====== Available records ======

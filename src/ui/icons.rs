pub struct Icons;

impl Icons {
    pub const ROCKET: &str = "🚀";
    pub const CHECK: &str = "✅";
    pub const WARN: &str = "⚠️";
    pub const SEARCH: &str = "🔍";
    pub const NEW: &str = "✨";
    pub const DEL: &str = "🗑️";
    pub const UP: &str = "⬆️";
    pub const DOWN: &str = "⬇️";
    pub const LINK: &str = "🔗";
    pub const BOLT: &str = "⚡";
}
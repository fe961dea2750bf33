use owo_colors::Style;
use std::sync::OnceLock;

static THEME: OnceLock<Theme> = OnceLock::new();

/// Styles for the demo binary's report output
#[derive(Debug, Clone, Default)]
pub struct Theme {
    /// Section titles and banners
    pub header: Style,
    pub success: Style,
    /// Failure messages raised by scripts
    pub error: Style,
    pub warn: Style,
    /// Labels and "not found" markers
    pub dim: Style,
    /// Absent scopes
    pub muted: Style,
    /// Variable and scope identifiers
    pub ident: Style,
}

impl Theme {
    /// Colored when stdout is a terminal and `NO_COLOR` is unset
    pub fn detect() -> Self {
        let no_color = std::env::var_os("NO_COLOR").is_some_and(|v| !v.is_empty());
        Self::new(!no_color && console::Term::stdout().is_term())
    }

    pub fn new(colored: bool) -> Self {
        if !colored {
            return Self::default();
        }
        Self {
            header: Style::new().cyan().bold(),
            success: Style::new().green().bold(),
            error: Style::new().red().bold(),
            warn: Style::new().yellow().bold(),
            dim: Style::new().white().dimmed(),
            muted: Style::new().bright_black(),
            ident: Style::new().blue().bold(),
        }
    }
}

pub fn theme() -> &'static Theme {
    THEME.get_or_init(Theme::detect)
}
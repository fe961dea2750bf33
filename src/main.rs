//! Scopechain CLI - replay scope scripts and the built-in demonstrations

mod commands;

use clap::{Parser, Subcommand, ValueEnum};
use scopechain::config::{self, ScopechainConfig};
use std::path::PathBuf;
use tracing_subscriber::{fmt, prelude::*, EnvFilter};

#[derive(Parser)]
#[command(name = "scopechain")]
#[command(version)]
#[command(about = "Hierarchical variable scopes with a thread-local active scope")]
#[command(long_about = r#"
Scopechain replays sequences of scope operations (enter, exit, create,
lookup, remove, fail) and reports what each step resolved to.

Example usage:
  scopechain demo
  scopechain demo isolation
  scopechain run --script steps.toml --format json
"#)]
struct Cli {
    /// Enable verbose logging
    #[arg(short, long, global = true)]
    verbose: bool,

    /// Path to the config file (defaults to ./scopechain.toml)
    #[arg(short, long, global = true)]
    config: Option<PathBuf>,

    /// Output format (overrides the config file)
    #[arg(short, long, global = true, value_enum)]
    format: Option<OutputMode>,

    #[command(subcommand)]
    command: Commands,
}

#[derive(Subcommand)]
enum Commands {
    /// Replay the built-in demonstration scripts
    Demo {
        /// Only run the named demonstration
        name: Option<String>,
    },

    /// Replay a script file
    Run {
        /// Path to the TOML script
        #[arg(short, long)]
        script: PathBuf,
    },

    /// Write a starter config file
    Init {
        /// Where to write the config
        #[arg(short, long, default_value = "scopechain.toml")]
        path: PathBuf,

        /// Overwrite an existing file
        #[arg(long)]
        force: bool,
    },

    /// Print the version
    Version,
}

#[derive(Debug, Clone, Copy, PartialEq, Eq, ValueEnum)]
pub enum OutputMode {
    Text,
    Json,
}

impl OutputMode {
    pub fn is_human(&self) -> bool {
        matches!(self, OutputMode::Text)
    }

    fn from_config(config: &ScopechainConfig) -> Self {
        match config.format() {
            "json" => OutputMode::Json,
            _ => OutputMode::Text,
        }
    }
}

/// Print a JSON envelope for machine-readable output
pub fn emit_success(
    output_mode: OutputMode,
    command: &str,
    data: serde_json::Value,
) -> anyhow::Result<()> {
    if output_mode.is_human() {
        return Ok(());
    }
    let envelope = serde_json::json!({
        "ok": true,
        "command": command,
        "data": data,
    });
    println!("{}", serde_json::to_string_pretty(&envelope)?);
    Ok(())
}

fn main() -> anyhow::Result<()> {
    let cli = Cli::parse();
    let config = config::load_config(cli.config.as_deref())?.unwrap_or_default();

    // Initialize logging
    let filter = if cli.verbose {
        EnvFilter::new("debug")
    } else {
        EnvFilter::new(config.log_level())
    };

    tracing_subscriber::registry()
        .with(fmt::layer().with_writer(std::io::stderr))
        .with(filter)
        .init();

    let output_mode = cli.format.unwrap_or_else(|| OutputMode::from_config(&config));

    match cli.command {
        Commands::Demo { name } => commands::run_demo(output_mode, &config, name.as_deref()),
        Commands::Run { script } => commands::run_script(output_mode, &config, &script),
        Commands::Init { path, force } => commands::run_init(output_mode, &path, force),
        Commands::Version => commands::run_version(output_mode),
    }
}
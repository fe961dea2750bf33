//! # Scopechain - Hierarchical variable scopes
//!
//! Scopechain provides:
//! - Scopes that own their variables and share ownership of their parent
//! - Lookup that walks from a scope up to the root, nearest scope first
//! - Weak variable handles that report absence once their scope is gone
//! - A per-thread active-scope stack with guards that restore on every exit
//! - A small script format for replaying scope operations

pub mod variable;
pub mod scope;
pub mod script;
pub mod ui;
pub mod output;
pub mod config;


// Re-exports for convenient access
pub use variable::{VarHandle, Variable, VariableId};
pub use scope::{Scope, ScopeGuard, ScopeId, ScopeKind, ScopeStack};
pub use script::{Script, ScriptRunner};

/// Result type alias for Scopechain operations
pub type Result<T> = std::result::Result<T, Error>;

/// Error types for Scopechain operations
#[derive(Debug, thiserror::Error)]
pub enum Error {
    #[error("No active scope on this stack")]
    NoActiveScope,

    #[error("Unknown scope kind: {0}")]
    UnknownScopeKind(String),

    #[error("Script error: {0}")]
    Script(String),

    #[error("TOML error: {0}")]
    Toml(#[from] toml::de::Error),

    #[error("IO error: {0}")]
    Io(#[from] std::io::Error),
}
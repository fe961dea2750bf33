//! Scope scripts - replayable sequences of scope operations
//!
//! A script is a TOML document made of `[[step]]` tables:
//!
//! ```toml
//! [[step]]
//! op = "enter"
//!
//! [[step]]
//! op = "create"
//! name = "X"
//!
//! [[step]]
//! op = "fail"
//! message = "boom"
//! caught_at = 1
//! ```
//!
//! `ScriptRunner` replays the steps on its own `ScopeStack`, keeping one guard
//! per open `enter`.

use crate::scope::{ScopeGuard, ScopeId, ScopeKind, ScopeSnapshot, ScopeStack};
use crate::variable::VariableId;
use crate::{Error, Result};
use serde::{Deserialize, Serialize};
use std::path::Path;

/// One operation in a script
#[derive(Debug, Clone, PartialEq, Eq, Serialize, Deserialize)]
#[serde(tag = "op", rename_all = "lowercase")]
pub enum Step {
    /// Enter a new child of the active scope
    Enter {
        #[serde(default, skip_serializing_if = "Option::is_none")]
        kind: Option<ScopeKind>,
    },
    /// Leave the most recently entered scope
    Exit,
    /// Create-or-get a variable in the active scope
    Create { name: String },
    /// Look a name up from the active scope
    Lookup { name: String },
    /// Remove a name from the active scope only
    Remove { name: String },
    /// Raise an error that unwinds open scopes until `caught_at` depth.
    /// Uncaught errors end the run.
    Fail {
        #[serde(default, skip_serializing_if = "Option::is_none")]
        message: Option<String>,
        #[serde(default, skip_serializing_if = "Option::is_none")]
        caught_at: Option<usize>,
    },
}

impl Step {
    pub fn enter() -> Self {
        Step::Enter { kind: None }
    }

    pub fn create(name: impl Into<String>) -> Self {
        Step::Create { name: name.into() }
    }

    pub fn lookup(name: impl Into<String>) -> Self {
        Step::Lookup { name: name.into() }
    }

    pub fn remove(name: impl Into<String>) -> Self {
        Step::Remove { name: name.into() }
    }

    pub fn fail(message: impl Into<String>, caught_at: Option<usize>) -> Self {
        Step::Fail {
            message: Some(message.into()),
            caught_at,
        }
    }
}

/// A sequence of steps
#[derive(Debug, Clone, Default, PartialEq, Eq, Serialize, Deserialize)]
pub struct Script {
    #[serde(default, rename = "step")]
    pub steps: Vec<Step>,
}

impl Script {
    pub fn new(steps: Vec<Step>) -> Self {
        Self { steps }
    }

    /// Parse a script from TOML text
    pub fn parse(source: &str) -> Result<Self> {
        Ok(toml::from_str(source)?)
    }

    /// Load a script from a TOML file
    pub fn load(path: &Path) -> Result<Self> {
        let contents = std::fs::read_to_string(path)?;
        Self::parse(&contents)
    }
}

/// What a single step did
#[derive(Debug, Clone, PartialEq, Eq, Serialize)]
#[serde(tag = "op", rename_all = "lowercase")]
pub enum StepOutcome {
    Enter {
        scope: ScopeId,
        kind: ScopeKind,
        depth: usize,
    },
    Exit {
        scope: ScopeId,
        restored: Option<ScopeId>,
    },
    Create {
        name: String,
        variable: VariableId,
        owner: ScopeId,
        reused: bool,
    },
    Lookup {
        name: String,
        variable: Option<VariableId>,
        distance: Option<usize>,
    },
    Remove {
        name: String,
        removed: bool,
    },
    Failed {
        message: String,
        caught: bool,
        restored: Option<ScopeId>,
    },
}

/// Result of replaying a script
#[derive(Debug, Clone, Serialize)]
pub struct ScriptReport {
    pub outcomes: Vec<StepOutcome>,
    /// Whether an uncaught `fail` ended the run
    pub aborted: bool,
    /// The active chain once the run ended
    pub final_state: ScopeSnapshot,
}

/// Replays scripts against a private scope stack
#[derive(Debug, Default)]
pub struct ScriptRunner {
    stack: ScopeStack,
    guards: Vec<ScopeGuard>,
    root_kind: Option<ScopeKind>,
}

impl ScriptRunner {
    pub fn new() -> Self {
        Self::default()
    }

    /// Use `kind` for root scopes entered without an explicit kind
    pub fn with_root_kind(mut self, kind: ScopeKind) -> Self {
        self.root_kind = Some(kind);
        self
    }

    pub fn stack(&self) -> &ScopeStack {
        &self.stack
    }

    /// Number of scopes entered and not yet exited
    pub fn open_scopes(&self) -> usize {
        self.guards.len()
    }

    /// Replay `script`, continuing from whatever scopes are still open
    pub fn run(&mut self, script: &Script) -> Result<ScriptReport> {
        let mut outcomes = Vec::with_capacity(script.steps.len());
        let mut aborted = false;

        for (index, step) in script.steps.iter().enumerate() {
            tracing::debug!("Step {}: {:?}", index, step);
            let outcome = self.apply(step)?;
            let stop = matches!(outcome, StepOutcome::Failed { caught: false, .. });
            outcomes.push(outcome);
            if stop {
                aborted = true;
                tracing::info!("Uncaught failure at step {}; stopping", index);
                break;
            }
        }

        let final_state = self
            .stack
            .current()
            .map(|scope| scope.snapshot())
            .unwrap_or_default();

        Ok(ScriptReport {
            outcomes,
            aborted,
            final_state,
        })
    }

    fn apply(&mut self, step: &Step) -> Result<StepOutcome> {
        match step {
            Step::Enter { kind } => {
                let root_kind = self.root_kind.filter(|_| self.stack.current().is_none());
                let guard = match kind.or(root_kind) {
                    Some(kind) => self.stack.enter_new_child_with_kind(kind),
                    None => self.stack.enter_new_child(),
                };
                let outcome = StepOutcome::Enter {
                    scope: guard.scope().id(),
                    kind: guard.scope().kind(),
                    depth: guard.scope().depth(),
                };
                self.guards.push(guard);
                Ok(outcome)
            }
            Step::Exit => {
                let guard = self
                    .guards
                    .pop()
                    .ok_or_else(|| Error::Script("exit without a matching enter".to_string()))?;
                let scope = guard.scope().id();
                drop(guard);
                Ok(StepOutcome::Exit {
                    scope,
                    restored: self.active_id(),
                })
            }
            Step::Create { name } => {
                let active = self.stack.current().ok_or(Error::NoActiveScope)?;
                let existing = active.resolve(name);
                let reused = existing.is_some();
                let owner = existing
                    .map(|resolution| resolution.owner())
                    .unwrap_or_else(|| active.id());
                let handle = active.create_or_get(name);
                let variable = handle.id().ok_or_else(|| {
                    Error::Script(format!("variable '{}' vanished after creation", name))
                })?;
                Ok(StepOutcome::Create {
                    name: name.clone(),
                    variable,
                    owner,
                    reused,
                })
            }
            Step::Lookup { name } => {
                let resolution = self.stack.current().and_then(|scope| scope.resolve(name));
                Ok(StepOutcome::Lookup {
                    name: name.clone(),
                    variable: resolution.as_ref().and_then(|r| r.handle.id()),
                    distance: resolution.map(|r| r.distance),
                })
            }
            Step::Remove { name } => {
                let active = self.stack.current().ok_or(Error::NoActiveScope)?;
                Ok(StepOutcome::Remove {
                    name: name.clone(),
                    removed: active.remove(name),
                })
            }
            Step::Fail { message, caught_at } => {
                let open = self.guards.len();
                if let Some(depth) = caught_at {
                    if *depth >= open {
                        return Err(Error::Script(format!(
                            "fail caught at depth {} but only {} scope(s) are open",
                            depth, open
                        )));
                    }
                }
                let target = caught_at.unwrap_or(0);
                while self.guards.len() > target {
                    self.unwind_one();
                }
                Ok(StepOutcome::Failed {
                    message: message.clone().unwrap_or_else(|| "failure".to_string()),
                    caught: target > 0,
                    restored: self.active_id(),
                })
            }
        }
    }

    fn unwind_one(&mut self) {
        if let Some(guard) = self.guards.pop() {
            tracing::debug!("Unwinding {}", guard.scope().id());
        }
    }

    fn active_id(&self) -> Option<ScopeId> {
        self.stack.current().map(|scope| scope.id())
    }
}

impl Drop for ScriptRunner {
    fn drop(&mut self) {
        // Vec drops front to back; guards must go innermost first
        while !self.guards.is_empty() {
            self.unwind_one();
        }
    }
}

/// Built-in demonstration scripts, by name
pub fn demo_scripts() -> Vec<(&'static str, Script)> {
    vec![
        (
            "isolation",
            Script::new(vec![
                Step::enter(),
                Step::create("X"),
                Step::create("Y"),
                Step::enter(),
                Step::create("TMP"),
                Step::Exit,
                Step::lookup("TMP"),
                Step::lookup("X"),
            ]),
        ),
        (
            "ancestor-reuse",
            Script::new(vec![
                Step::enter(),
                Step::create("A"),
                Step::enter(),
                Step::lookup("A"),
                Step::create("A"),
            ]),
        ),
        (
            "restore-on-error",
            Script::new(vec![
                Step::enter(),
                Step::enter(),
                Step::create("inner"),
                Step::fail("raised inside child", Some(1)),
                Step::lookup("inner"),
            ]),
        ),
    ]
}
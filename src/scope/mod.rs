//! Scope Chain - Hierarchical variable scopes
//!
//! Scopes own the variables created in them and share ownership of their
//! parent. A per-thread stack tracks the active scope; guards restore the
//! previous one on exit.

pub mod graph;
pub mod resolver;
pub mod stack;

pub use graph::{Scope, ScopeFrame, ScopeId, ScopeKind, ScopeSnapshot};
pub use resolver::Resolution;
pub use stack::{
    create_or_get_variable, current, enter_new_child, enter_new_child_with_kind, lookup,
    ScopeGuard, ScopeStack,
};
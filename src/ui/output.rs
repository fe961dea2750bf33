use crate::ui::{theme, Icons};
use owo_colors::OwoColorize;

pub fn banner(title: &str, subtitle: &str) {
    if crate::output::is_quiet() {
        return;
    }
    println!();
    println!("{}", title.style(theme().header.clone()));
    println!("{}", subtitle.style(theme().dim.clone()));
}

pub fn success(label: &str) {
    println!("{} {}", Icons::CHECK, label.style(theme().success.clone()));
}

pub fn warn(label: &str) {
    eprintln!("{} {}", Icons::WARN, label.style(theme().warn.clone()));
}

pub fn section(title: &str) {
    println!();
    println!("━{}━", title.style(theme().header.clone()));
}

pub fn dim(text: &str) -> String {
    text.style(theme().dim.clone()).to_string()
}

pub fn muted(text: &str) -> String {
    text.style(theme().muted.clone()).to_string()
}

pub fn summary_row(label: &str, value: &str) {
    println!("  {} {}", label.style(theme().dim.clone()), value);
}
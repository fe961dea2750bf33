use std::sync::OnceLock;

static QUIET: OnceLock<bool> = OnceLock::new();

pub fn is_quiet() -> bool {
    *QUIET.get_or_init(|| {
        std::env::var("SCOPECHAIN_QUIET")
            .map(|v| v == "1" || v.eq_ignore_ascii_case("true"))
            .unwrap_or(false)
    })
}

======

What needs to be done => Could you retype exactly the lines from the first one of the records through the line containing "#[command(version)]", both included, and nothing more?

Response to the exercise =>
filename src/ui/icons.rs
pub struct Icons;

impl Icons {
    pub const ROCKET: &str = "🚀";
    pub const CHECK: &str = "✅";
    pub const WARN: &str = "⚠️";
    pub const SEARCH: &str = "🔍";
    pub const NEW: &str = "✨";
    pub const DEL: &str = "🗑️";
    pub const UP: &str = "⬆️";
    pub const DOWN: &str = "⬇️";
    pub const LINK: &str = "🔗";
    pub const BOLT: &str = "⚡";
}
repository fe961dea2750bf33
use owo_colors::Style;
use std::sync::OnceLock;

static THEME: OnceLock<Theme> = OnceLock::new();

/// Styles for the demo binary's report output
#[derive(Debug, Clone, Default)]
pub struct Theme {
    /// Section titles and banners
    pub header: Style,
    pub success: Style,
    /// Failure messages raised by scripts
    pub error: Style,
    pub warn: Style,
    /// Labels and "not found" markers
    pub dim: Style,
    /// Absent scopes
    pub muted: Style,
    /// Variable and scope identifiers
    pub ident: Style,
}

impl Theme {
    /// Colored when stdout is a terminal and `NO_COLOR` is unset
    pub fn detect() -> Self {
        let no_color = std::env::var_os("NO_COLOR").is_some_and(|v| !v.is_empty());
        Self::new(!no_color && console::Term::stdout().is_term())
    }

    pub fn new(colored: bool) -> Self {
        if !colored {
            return Self::default();
        }
        Self {
            header: Style::new().cyan().bold(),
            success: Style::new().green().bold(),
            error: Style::new().red().bold(),
            warn: Style::new().yellow().bold(),
            dim: Style::new().white().dimmed(),
            muted: Style::new().bright_black(),
            ident: Style::new().blue().bold(),
        }
    }
}

pub fn theme() -> &'static Theme {
    THEME.get_or_init(Theme::detect)
}
repository fe961dea2750bf33
filename src/main.rs
//! Scopechain CLI - replay scope scripts and the built-in demonstrations

mod commands;

use clap::{Parser, Subcommand, ValueEnum};
use scopechain::config::{self, ScopechainConfig};
use std::path::PathBuf;
use tracing_subscriber::{fmt, prelude::*, EnvFilter};

#[derive(Parser)]
#[command(name = "scopechain")]
#[command(version)]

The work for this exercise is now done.